*** Opening RAW DATA ***

//! Bounded worker pool
//!
//! One [`WorkerPool`] is constructed per run and shared by the reload phase
//! and the log-ingestion phase; the phases run sequentially, so the limit
//! applies to whichever phase is active. Each unit of work is independent;
//! the pool makes no ordering guarantees across items.

use futures::stream::{self, StreamExt};
use std::future::Future;
use std::num::NonZeroUsize;

/// Fixed-concurrency executor for independent units of work
#[derive(Debug, Clone)]
pub struct WorkerPool {
    limit: usize,
}

impl WorkerPool {
    /// Create a pool with the given concurrency limit (clamped to >= 1)
    pub fn new(limit: usize) -> Self {
        Self {
            limit: limit.max(1),
        }
    }

    /// Create a pool sized to the available processing units
    pub fn from_available_parallelism() -> Self {
        let limit = std::thread::available_parallelism()
            .map(NonZeroUsize::get)
            .unwrap_or(1);
        Self::new(limit)
    }

    /// The configured concurrency limit
    pub fn limit(&self) -> usize {
        self.limit
    }

    /// Run `task` over every item with at most `limit` futures in flight.
    ///
    /// Every item is attempted exactly once. Results are collected in
    /// completion order, which is unspecified.
    pub async fn run_all<I, F, Fut, R>(&self, items: I, task: F) -> Vec<R>
    where
        I: IntoIterator,
        F: Fn(I::Item) -> Fut,
        Fut: Future<Output = R>,
    {
        stream::iter(items)
            .map(task)
            .buffer_unordered(self.limit)
            .collect()
            .await
    }
}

*** Closing RAW DATA ***

:: WHAT TO DO ::
Copy out each record above exactly, leaving nothing out.

:: SOLUTION FOR THIS PROBLEM ::
//! Bounded worker pool
//!
//! One [`WorkerPool`] is constructed per run and shared by the reload phase
//! and the log-ingestion phase; the phases run sequentially, so the limit
//! applies to whichever phase is active. Each unit of work is independent;
//! the pool makes no ordering guarantees across items.

use futures::stream::{self, StreamExt};
use std::future::Future;
use std::num::NonZeroUsize;

/// Fixed-concurrency executor for independent units of work
#[derive(Debug, Clone)]
pub struct WorkerPool {
    limit: usize,
}

impl WorkerPool {
    /// Create a pool with the given concurrency limit (clamped to >= 1)
    pub fn new(limit: usize) -> Self {
        Self {
            limit: limit.max(1),
        }
    }

    /// Create a pool sized to the available processing units
    pub fn from_available_parallelism() -> Self {
        let limit = std::thread::available_parallelism()
            .map(NonZeroUsize::get)
            .unwrap_or(1);
        Self::new(limit)
    }

    /// The configured concurrency limit
    pub fn limit(&self) -> usize {
        self.limit
    }

    /// Run `task` over every item with at most `limit` futures in flight.
    ///
    /// Every item is attempted exactly once. Results are collected in
    /// completion order, which is unspecified.
    pub async fn run_all<I, F, Fut, R>(&self, items: I, task: F) -> Vec<R>
    where
        I: IntoIterator,
        F: Fn(I::Item) -> Fut,
        Fut: Future<Output = R>,
    {
        stream::iter(items)
            .map(task)
            .buffer_unordered(self.limit)
            .collect()
            .await
    }
}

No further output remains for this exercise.